2. Under the "Code and Automations" menu on the left side, select "Pages".
3. Under "Build and Deployment" and "Branch", use the drop down menu to change the branch to from "None" to "main". This will trigger the deployment of your GitHub page from the "main" branch of your repository. It will take a bit of time for your GitHub page to be ready.
4. Refresh the page, and when you see a box that says "your site is live" at the top of your page, click the link to go to your website!
:::
## .gitignore
We don't want to add every file to Git or GitHub. We want to avoid binary files like Word documents. We can't add very large files.
By default, every file in a local repository will show up after `git status` and those files we don't want to add will be at risk of being added by accident. This is annoying.
Fortunately, we can use a `.gitignore` to ignore files and directories. This cleans up our `git status` and protects us from accidentally add a file we don't want to add. To ignore a file, just add the name of the file or folder to the `.gitignore`.
::: callout
#### [`r paste("Exercise", exercise_number)`]{style="color:#1696d2;"}
```{r}
#| echo: false
exercise_number <- 1 + exercise_number
```
1. Run `git status`.
2. Add a file called `.gitignore`. In the file, add `poems/`.
3. Run `git status`.
:::
## Conclusion
Git is a distributed version-control system. It is used for tracking changes in the code. GitHub is an online hosting service for version control using git.
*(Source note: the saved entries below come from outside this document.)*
use config::{Config, ConfigError, Environment, File};
use serde::Deserialize;
use dotenv::dotenv;
use std::{env, fmt, str::FromStr};

#[derive(Debug, Deserialize, Clone, PartialEq)]
#[serde(rename_all = "lowercase")]
pub enum AppEnvironment {
    Development,
    Production,
    Testing,
}

impl FromStr for AppEnvironment {
    type Err = ConfigError;

    fn from_str(s: &str) -> Result<Self, Self::Err> {
        match s.to_lowercase().as_str() {
            "development" => Ok(AppEnvironment::Development),
            "production" => Ok(AppEnvironment::Production),
            "testing" => Ok(AppEnvironment::Testing),
            _ => Err(ConfigError::Message(format!("Invalid environment: {}", s))),
        }
    }
}

impl fmt::Display for AppEnvironment {
    fn fmt(&self, f: &mut fmt::Formatter<'_>) -> fmt::Result {
        let s = match self {
            AppEnvironment::Development => "development",
            AppEnvironment::Production => "production",
            AppEnvironment::Testing => "testing",
        };
        write!(f, "{s}")
    }
}

#[derive(Deserialize, Clone)]
#[serde(rename_all = "snake_case")]
pub struct AppConfig {
    #[serde(default = "default_env")]
    pub env: AppEnvironment,

    #[serde(default = "default_name")]
    pub name: String,

    #[serde(default = "default_port")]
    pub port: u16,

    #[serde(default = "default_host")]
    pub host: String,

    #[serde(default = "default_worker_count")]
    pub worker_count: usize,

    #[serde(default)]
    pub database_url: String,

    #[serde(default = "default_db_max_connections")]
    pub db_max_connections: u32,

    #[serde(default = "default_run_migrations")]
    pub run_migrations: bool,

    #[serde(default = "default_cors_origins")]
    pub cors_allowed_origins: Vec<String>,

    /// `EnvFilter` directive used when `RUST_LOG` is not set
    #[serde(default = "default_log_level")]
    pub log_level: String,
}

fn default_env() -> AppEnvironment {
    AppEnvironment::Development
}
fn default_name() -> String {
    "Resume-API".to_string()
}
fn default_port() -> u16 {
    8080
}
fn default_host() -> String {
    "127.0.0.1".to_string()
}
fn default_worker_count() -> usize {
    num_cpus::get()
}
fn default_db_max_connections() -> u32 {
    20
}
fn default_run_migrations() -> bool {
    true
}
fn default_cors_origins() -> Vec<String> {
    vec!["*".to_string()]
}
fn default_log_level() -> String {
    "info".to_string()
}

impl AppConfig {
    /// Layers `config/default`, `config/{APP_ENV}` and `APP_*` environment
    /// variables, in that order.
    pub fn new() -> Result<Self, ConfigError> {
        dotenv().ok();

        let raw_env = env::var("APP_ENV").unwrap_or_else(|_| "development".into());
        let env_name = AppEnvironment::from_str(&raw_env)
            .map_err(|_| ConfigError::Message(format!("Invalid APP_ENV value: {}", raw_env)))?;

        let builder = Config::builder()
            .add_source(File::with_name("config/default").required(false))
            .add_source(File::with_name(&format!("config/{}", env_name)).required(false))
            .add_source(
                Environment::with_prefix("APP")
                    .prefix_separator("_")
                    .separator("__")
                    .list_separator(",")
                    .with_list_parse_key("cors_allowed_origins")
                    .try_parsing(true)
                    .ignore_empty(true),
            );

        let mut config: Self = builder.build()?.try_deserialize()?;

        config.env = env_name;

        // sqlx tooling reads plain DATABASE_URL, accept it as a fallback
        config.database_url = fill_or_env(config.database_url, "DATABASE_URL")?;

        config.validate()?;
        Ok(config)
    }

    pub fn validate(&self) -> Result<(), ConfigError> {
        let mut errors = Vec::new();

        if self.database_url.trim().is_empty() {
            errors.push("DATABASE_URL cannot be empty");
        }
        if self.db_max_connections == 0 {
            errors.push("DB_MAX_CONNECTIONS must be greater than zero");
        }
        if self.is_production() && self.cors_origins().iter().any(|o| o == "*") {
            errors.push("Wildcard CORS (*) is not allowed in production");
        }

        if errors.is_empty() {
            Ok(())
        } else {
            Err(ConfigError::Message(errors.join(", ")))
        }
    }

    pub fn is_production(&self) -> bool {
        self.env == AppEnvironment::Production
    }

    pub fn cors_origins(&self) -> Vec<String> {
        self.cors_allowed_origins
            .iter()
            .flat_map(|origin| origin.split(','))
            .map(|s| s.trim().to_string())
            .filter(|s| !s.is_empty())
            .collect()
    }

    pub fn server_addr(&self) -> String {
        format!("{}:{}", self.host, self.port)
    }
}

fn fill_or_env(current: String, env_key: &str) -> Result<String, ConfigError> {
    if current.trim().is_empty() {
        env::var(env_key).map_err(|_| ConfigError::Message(format!("{env_key} must be set")))
    } else {
        Ok(current)
    }
}

/// Hides credentials embedded in a connection URL.
fn redact_url(url: &str) -> String {
    if url.is_empty() {
        return "[MISSING]".to_string();
    }
    match (url.find("://"), url.rfind('@')) {
        (Some(scheme_end), Some(at)) if at > scheme_end => {
            format!("{}://[REDACTED]@{}", &url[..scheme_end], &url[at + 1..])
        }
        _ => url.to_string(),
    }
}

impl fmt::Debug for AppConfig {
    fn fmt(&self, f: &mut fmt::Formatter<'_>) -> fmt::Result {
        f.debug_struct("AppConfig")
            .field("env", &self.env)
            .field("name", &self.name)
            .field("port", &self.port)
            .field("host", &self.host)
            .field("worker_count", &self.worker_count)
            .field("database_url", &redact_url(&self.database_url))
            .field("db_max_connections", &self.db_max_connections)
            .field("run_migrations", &self.run_migrations)
            .field("cors_allowed_origins", &self.cors_allowed_origins)
            .field("log_level", &self.log_level)
            .finish()
    }
}
use actix_web::web;

use crate::handlers::{home::home, system::health_check};

mod works;
mod education;
mod json_error;

pub fn configure_routes(cfg: &mut web::ServiceConfig) {
    cfg.service(home);

    cfg.service(
        web::scope("/api/v1")
            .service(health_check)
            .configure(works::config_routes)
            .configure(education::config_routes)
    );

    cfg.configure(json_error::config_routes);
}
Key workhorse commands are `git status`, `git add`, `git commit -m <message>` `git push` and `git diff`. GitHub is also great because it will host websites using GitHub Pages.
### Git is Confusing
```{r}
#| echo: false
#| fig-width: 6.5
#| fig-height: 6
meta_data <- getXKCD(which = 1597)
```
We promise that it's worth it.
### Resources
- [Git Cheat Sheet](https://education.github.com/git-cheat-sheet-education.pdf)
- [Happy Git and GitHub for the UserR](https://happygitwithr.com/)
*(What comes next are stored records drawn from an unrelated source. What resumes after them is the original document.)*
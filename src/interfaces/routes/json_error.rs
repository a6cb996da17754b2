use actix_web::{error::JsonPayloadError, web};

use crate::errors::AppError;

/// Malformed or mistyped request bodies surface as `INVALID_PARAM`.
pub fn config_routes(cfg: &mut web::ServiceConfig) {
    cfg.app_data(web::JsonConfig::default().error_handler(|err, _req| {
        AppError::from(err).into()
    }));
}

impl From<JsonPayloadError> for AppError {
    fn from(err: JsonPayloadError) -> Self {
        AppError::invalid_param(format!("JSON payload error: {}", err))
    }
}
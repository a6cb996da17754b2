use actix_web::web;
use crate::handlers::works;

pub fn config_routes(cfg: &mut web::ServiceConfig) {
    cfg.service(
        web::scope("/works")
            .service(
                web::resource("")
                    .route(web::get().to(works::get_all_works))
                    .route(web::post().to(works::create_work))
            )
            .service(
                web::resource("/{work_id}")
                    .route(web::get().to(works::get_work_by_id))
                    .route(web::put().to(works::update_work))
                    .route(web::delete().to(works::delete_work))
            )
    );
}
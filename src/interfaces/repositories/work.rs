use std::sync::Arc;

use async_trait::async_trait;
use uuid::Uuid;

use crate::{
    entities::work::{NewWork, Work, WorkPatch},
    repositories::sqlx_repo::SqlxWorkRepo,
};

/// Storage for work-history rows. Failures are returned as the raw
/// `sqlx::Error`; translating them is up to the caller.
#[cfg_attr(test, mockall::automock)]
#[async_trait]
pub trait WorkRepository: Send + Sync {
    /// All non-deleted rows, newest first
    async fn get_all(&self) -> Result<Vec<Work>, sqlx::Error>;

    /// `None` when no non-deleted row has this id
    async fn get_by_id(&self, id: &Uuid) -> Result<Option<Work>, sqlx::Error>;

    async fn create(&self, work: &NewWork) -> Result<Uuid, sqlx::Error>;

    /// Applies the patch and returns the number of rows changed
    async fn update_by_id(&self, patch: &WorkPatch) -> Result<u64, sqlx::Error>;
}

#[async_trait]
impl<T> WorkRepository for Arc<T>
where
    T: WorkRepository + ?Sized,
{
    async fn get_all(&self) -> Result<Vec<Work>, sqlx::Error> {
        (**self).get_all().await
    }

    async fn get_by_id(&self, id: &Uuid) -> Result<Option<Work>, sqlx::Error> {
        (**self).get_by_id(id).await
    }

    async fn create(&self, work: &NewWork) -> Result<Uuid, sqlx::Error> {
        (**self).create(work).await
    }

    async fn update_by_id(&self, patch: &WorkPatch) -> Result<u64, sqlx::Error> {
        (**self).update_by_id(patch).await
    }
}

impl SqlxWorkRepo {
    pub fn new(pool: sqlx::PgPool) -> Self {
        SqlxWorkRepo { pool }
    }
}

#[async_trait]
impl WorkRepository for SqlxWorkRepo {
    async fn get_all(&self) -> Result<Vec<Work>, sqlx::Error> {
        sqlx::query_as::<_, Work>(
            r#"
            SELECT id, title, company_name, description,
                   start_date_month, start_date_year, end_date_month, end_date_year,
                   is_current, created_at, updated_at
            FROM works
            WHERE deleted = 0
            ORDER BY start_date_year DESC, start_date_month DESC,
                     is_current DESC,
                     end_date_year DESC, end_date_month DESC
            "#,
        )
        .fetch_all(&self.pool)
        .await
    }

    async fn get_by_id(&self, id: &Uuid) -> Result<Option<Work>, sqlx::Error> {
        sqlx::query_as::<_, Work>(
            r#"
            SELECT id, title, company_name, description,
                   start_date_month, start_date_year, end_date_month, end_date_year,
                   is_current, created_at, updated_at
            FROM works
            WHERE id = $1 AND deleted = 0
            "#,
        )
        .bind(id)
        .fetch_optional(&self.pool)
        .await
    }

    async fn create(&self, work: &NewWork) -> Result<Uuid, sqlx::Error> {
        sqlx::query_scalar::<_, Uuid>(
            r#"
            INSERT INTO works (
                title, company_name, description,
                start_date_month, start_date_year, end_date_month, end_date_year,
                is_current, created_at, updated_at
            )
            VALUES ($1, $2, $3, $4, $5, $6, $7, $8, NOW(), NOW())
            RETURNING id
            "#,
        )
        .bind(&work.title)
        .bind(&work.company_name)
        .bind(&work.description)
        .bind(work.dates.start_date_month)
        .bind(work.dates.start_date_year)
        .bind(work.dates.end_date_month)
        .bind(work.dates.end_date_year)
        .bind(work.dates.is_current)
        .fetch_one(&self.pool)
        .await
    }

    async fn update_by_id(&self, patch: &WorkPatch) -> Result<u64, sqlx::Error> {
        let (touch_end_month, end_date_month) = patch.end_date_month.nullable_bind();
        let (touch_end_year, end_date_year) = patch.end_date_year.nullable_bind();

        // COALESCE keeps NOT NULL columns when unchanged; the nullable end
        // dates need an explicit flag so that NULL can actually be written
        let result = sqlx::query(
            r#"
            UPDATE works SET
                title = COALESCE($1, title),
                company_name = COALESCE($2, company_name),
                description = COALESCE($3, description),
                start_date_month = COALESCE($4, start_date_month),
                start_date_year = COALESCE($5, start_date_year),
                end_date_month = CASE WHEN $6 THEN $7 ELSE end_date_month END,
                end_date_year = CASE WHEN $8 THEN $9 ELSE end_date_year END,
                is_current = COALESCE($10, is_current),
                deleted = COALESCE($11, deleted),
                updated_at = NOW()
            WHERE id = $12
            "#,
        )
        .bind(patch.title.coalesce_str())
        .bind(patch.company_name.coalesce_str())
        .bind(patch.description.coalesce_str())
        .bind(patch.start_date_month.coalesce_bind())
        .bind(patch.start_date_year.coalesce_bind())
        .bind(touch_end_month)
        .bind(end_date_month)
        .bind(touch_end_year)
        .bind(end_date_year)
        .bind(patch.is_current.coalesce_bind())
        .bind(patch.deleted.coalesce_bind())
        .bind(patch.id)
        .execute(&self.pool)
        .await?;

        Ok(result.rows_affected())
    }
}
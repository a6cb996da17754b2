use actix_cors::Cors;
use actix_web::{http::header, middleware::NormalizePath, web, App, HttpServer};
use anyhow::Context;
use once_cell::sync::Lazy;
use resume_backend::{
    constants::START_TIME,
    db::postgres::{create_pool, run_migrations},
    graceful_shutdown::shutdown_signal,
    routes::configure_routes,
    settings::AppConfig,
    telemetry::init_tracing,
    AppState,
};
use tracing_actix_web::TracingLogger;

#[actix_web::main]
async fn main() -> anyhow::Result<()> {
    let config = AppConfig::new().context("failed to load configuration")?;
    init_tracing(&config);
    Lazy::force(&START_TIME);

    tracing::info!("Loaded configuration: {:?}", config);

    let pool = create_pool(&config)
        .await
        .context("failed to create database connection pool")?;

    if config.run_migrations {
        run_migrations(&pool)
            .await
            .context("failed to run database migrations")?;
    }

    let app_state = web::Data::new(AppState::new(pool));
    let cors_origins = config.cors_origins();
    let server_addr = config.server_addr();

    tracing::info!(
        "🚀 Starting {} v{} on {}",
        config.name,
        env!("CARGO_PKG_VERSION"),
        server_addr
    );

    let server = HttpServer::new(move || {
        let cors = build_cors(&cors_origins);

        App::new()
            .app_data(app_state.clone())
            .wrap(cors)
            .wrap(TracingLogger::default())
            .wrap(NormalizePath::trim())
            .configure(configure_routes)
    })
    .workers(config.worker_count.max(1))
    .bind(&server_addr)
    .with_context(|| format!("failed to bind {}", server_addr))?
    .run();

    tokio::select! {
        res = server => res.context("server terminated with an error")?,
        _ = shutdown_signal() => tracing::info!("Shutdown signal received, stopping server"),
    }

    Ok(())
}

fn build_cors(origins: &[String]) -> Cors {
    let cors = Cors::default()
        .allowed_methods(vec!["GET", "POST", "PUT", "DELETE", "OPTIONS"])
        .allowed_headers(vec![header::CONTENT_TYPE, header::ACCEPT])
        .max_age(3600);

    if origins.iter().any(|o| o == "*") {
        return cors.allow_any_origin();
    }

    origins
        .iter()
        .fold(cors, |cors, origin| cors.allowed_origin(origin))
}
- [Git Pocket Guide](https://www.amazon.com/Git-Pocket-Guide-Working-Introduction/dp/1449325866)
- [Getting Git Right](https://www.atlassian.com/git)
- [Git Learning Lab](https://lab.github.com/)
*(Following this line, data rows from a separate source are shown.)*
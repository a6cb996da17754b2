/// Per-field intent of a partial update.
///
/// - `Unchanged` → column keeps its stored value
/// - `SetToNull` → column is written as NULL
/// - `SetToValue` → column is overwritten with the value
///
/// Using a dedicated wrapper keeps "don't touch" apart from a legitimate
/// NULL, which a plain `Option<T>` bound to `COALESCE` cannot express.
#[derive(Debug, Clone, PartialEq, Default)]
pub enum OptionField<T> {
    #[default]
    Unchanged,
    SetToNull,
    SetToValue(T),
}

impl<T> OptionField<T> {
    /// True when `Unchanged`.
    pub fn is_unchanged(&self) -> bool {
        matches!(self, Self::Unchanged)
    }

    /// True when `SetToNull`.
    pub fn is_set_to_null(&self) -> bool {
        matches!(self, Self::SetToNull)
    }

    /// If `SetToValue`, returns a reference to inner value.
    pub fn value_ref(&self) -> Option<&T> {
        if let Self::SetToValue(v) = self {
            Some(v)
        } else {
            None
        }
    }
}

impl<T: Copy> OptionField<T> {
    /// Value for a `COALESCE($n, column)` binding on a NOT NULL column.
    /// `SetToNull` collapses to "keep", a NOT NULL column cannot take it.
    pub fn coalesce_bind(&self) -> Option<T> {
        self.value_ref().copied()
    }

    /// `(touch, value)` pair for a `CASE WHEN $touch THEN $value ELSE column END`
    /// binding on a nullable column.
    pub fn nullable_bind(&self) -> (bool, Option<T>) {
        match self {
            Self::Unchanged => (false, None),
            Self::SetToNull => (true, None),
            Self::SetToValue(v) => (true, Some(*v)),
        }
    }
}

impl OptionField<String> {
    pub fn coalesce_str(&self) -> Option<&str> {
        self.value_ref().map(|s| s.as_str())
    }
}

// `None` on a nullable column means "clear it", not "leave it alone"
impl<T> From<Option<T>> for OptionField<T> {
    fn from(opt: Option<T>) -> Self {
        match opt {
            None => OptionField::SetToNull,
            Some(v) => OptionField::SetToValue(v),
        }
    }
}
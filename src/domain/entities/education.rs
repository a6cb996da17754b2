use chrono::{DateTime, Utc};
use serde::{Deserialize, Serialize};
use uuid::Uuid;
use validator::Validate;

use crate::{
    entities::{
        date_range::{non_blank, DateRange, DateRangeInput},
        option_fields::OptionField,
    },
    errors::AppError,
};

const MAX_NAME_LENGTH: u64 = 255;
const MAX_DESCRIPTION_LENGTH: u64 = 5000;

const REQUIRED_FIELDS_MSG: &str =
    "degree, subject, school_name, start_date_month, start_date_year and is_current are required";

// ───── Database Models ───────────────────────────────────────────────

#[derive(Debug, Clone, PartialEq, Serialize, Deserialize, sqlx::FromRow)]
pub struct Education {
    pub id: Uuid,
    pub degree: String,
    pub subject: String,
    pub school_name: String,
    pub description: String,
    pub start_date_month: i16,
    pub start_date_year: i16,
    pub end_date_month: Option<i16>,
    pub end_date_year: Option<i16>,
    pub is_current: i16,
    pub created_at: DateTime<Utc>,
    pub updated_at: DateTime<Utc>,
}

#[derive(Debug, Clone, PartialEq, Default)]
pub struct EducationPatch {
    pub id: Uuid,
    pub degree: OptionField<String>,
    pub subject: OptionField<String>,
    pub school_name: OptionField<String>,
    pub description: OptionField<String>,
    pub start_date_month: OptionField<i16>,
    pub start_date_year: OptionField<i16>,
    pub end_date_month: OptionField<i16>,
    pub end_date_year: OptionField<i16>,
    pub is_current: OptionField<i16>,
    pub deleted: OptionField<i16>,
}

// ───── Input & Validation ───────────────────────────────────────────

#[derive(Debug, Clone, Default, PartialEq, Serialize, Deserialize)]
pub struct EducationInput {
    pub degree: Option<String>,
    pub subject: Option<String>,
    pub school_name: Option<String>,
    pub description: Option<String>,
    #[serde(flatten)]
    pub dates: DateRangeInput,
}

#[derive(Debug, Clone, PartialEq, Serialize, Validate)]
pub struct NewEducation {
    #[validate(length(max = MAX_NAME_LENGTH, message = "degree must be at most 255 characters"))]
    pub degree: String,

    #[validate(length(max = MAX_NAME_LENGTH, message = "subject must be at most 255 characters"))]
    pub subject: String,

    #[validate(length(max = MAX_NAME_LENGTH, message = "school_name must be at most 255 characters"))]
    pub school_name: String,

    #[validate(length(max = MAX_DESCRIPTION_LENGTH, message = "description must be at most 5000 characters"))]
    pub description: String,

    #[serde(flatten)]
    pub dates: DateRange,
}

// ───── API Response Models ──────────────────────────────────────────

#[derive(Debug, Serialize)]
pub struct EducationCreatedResponse {
    pub id: Uuid,
    #[serde(flatten)]
    pub education: NewEducation,
}

// ───── Validation Pipeline ──────────────────────────────────────────

impl EducationInput {
    pub fn validate_for_write(&self, current_year: i32) -> Result<NewEducation, AppError> {
        let (Some(degree), Some(subject), Some(school_name)) = (
            non_blank(&self.degree),
            non_blank(&self.subject),
            non_blank(&self.school_name),
        ) else {
            return Err(AppError::invalid_param(REQUIRED_FIELDS_MSG));
        };
        if !self.dates.has_required_fields() {
            return Err(AppError::invalid_param(REQUIRED_FIELDS_MSG));
        }

        let dates = self.dates.validate(current_year)?;

        let education = NewEducation {
            degree: degree.to_string(),
            subject: subject.to_string(),
            school_name: school_name.to_string(),
            description: self.description.clone().unwrap_or_default(),
            dates,
        };
        education.validate()?;

        Ok(education)
    }
}

// ───── Patch Preparation ───────────────────────────────────

impl NewEducation {
    pub fn prepare_for_update(&self, id: Uuid) -> EducationPatch {
        EducationPatch {
            id,
            degree: OptionField::SetToValue(self.degree.clone()),
            subject: OptionField::SetToValue(self.subject.clone()),
            school_name: OptionField::SetToValue(self.school_name.clone()),
            description: OptionField::SetToValue(self.description.clone()),
            start_date_month: OptionField::SetToValue(self.dates.start_date_month),
            start_date_year: OptionField::SetToValue(self.dates.start_date_year),
            end_date_month: self.dates.end_date_month.into(),
            end_date_year: self.dates.end_date_year.into(),
            is_current: OptionField::SetToValue(self.dates.is_current),
            deleted: OptionField::Unchanged,
        }
    }
}

impl EducationPatch {
    pub fn soft_delete(id: Uuid) -> Self {
        EducationPatch {
            id,
            deleted: OptionField::SetToValue(1),
            ..Default::default()
        }
    }
}

#[cfg(test)]
mod tests {
    use super::*;
    use serde_json::json;

    #[test]
    fn requires_school_name() {
        let input: EducationInput = serde_json::from_value(json!({
            "degree": "BSc",
            "subject": "Computer Science",
            "start_date_month": 9,
            "start_date_year": 2014,
            "is_current": 0,
            "end_date_month": 6,
            "end_date_year": 2018
        }))
        .unwrap();

        assert_eq!(
            input.validate_for_write(2025),
            Err(AppError::invalid_param(REQUIRED_FIELDS_MSG))
        );
    }

    #[test]
    fn ended_education_keeps_end_dates() {
        let input = EducationInput {
            degree: Some("BSc".into()),
            subject: Some("Computer Science".into()),
            school_name: Some("State University".into()),
            description: Some("Graduated with honours".into()),
            dates: DateRangeInput {
                start_date_month: Some(json!(9)),
                start_date_year: Some(json!(2014)),
                end_date_month: Some(json!(6)),
                end_date_year: Some(json!(2018)),
                is_current: Some(json!(0)),
            },
        };

        let education = input.validate_for_write(2025).unwrap();
        let patch = education.prepare_for_update(Uuid::nil());

        assert_eq!(patch.end_date_month, OptionField::SetToValue(6));
        assert_eq!(patch.end_date_year, OptionField::SetToValue(2018));
        assert_eq!(patch.description, OptionField::SetToValue("Graduated with honours".into()));
    }
}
- [Git Handbook](https://guides.github.com/introduction/git-handbook/)
- [Mastering Markdown](https://guides.github.com/features/mastering-markdown/)
- [Understanding the GitHub Flow](https://guides.github.com/introduction/flow/)
- [Documenting Your Projects on GitHub](https://guides.github.com/features/wikis/)
- [Git Tutorial](https://www.katacoda.com/courses/git)
## Personal Access Tokens for Authentication {#sec-ap-a}
1. Starting on your GitHub account navigate through the following:
a. Click your icon in the far right
b. Select **Settings** at the bottom of the drop down menu
c. Select **Developer Settings** on the bottom left
d. Select **Personal access tokens** on the bottom left
e. Select **Generate new token**
2. Set up your Personal Access Token (PAT)
a. Add a note describing the use of your token. This is useful if you intend to generate multiple tokens for different uses.
b. Select "No expiration". You may want tokens to expire if that access sensitive resources.
c. Select scopes. You must select at least the "repo" scope. You may want to add other scopes but they are not required for this course.
3. Click **Generate token**
4. This is your only chance to view the token. Copy and paste the token and store it somewhere safe. If you lose the token, you can always generate a new token.
5. Git will prompt you for your GitHub username and password sometimes while cloning repositories or pushing to private repositories. Use your GitHub username when prompted for username. Use your generated PAT when prompted for password.
## Initialize a Repo Locally and Add to GitHub {#sec-app-b}
*This only needs to happen once per repository*
1. Initialize a local repository with `git init` as outlined above.
2. On GitHub, click the plus sign in the top, right corner and select `New Repository`.
3. Create a repository with the same name as your directory.
4. Copy the code under **...or push an existing repository from the command line** and submit it in the command line that is already open.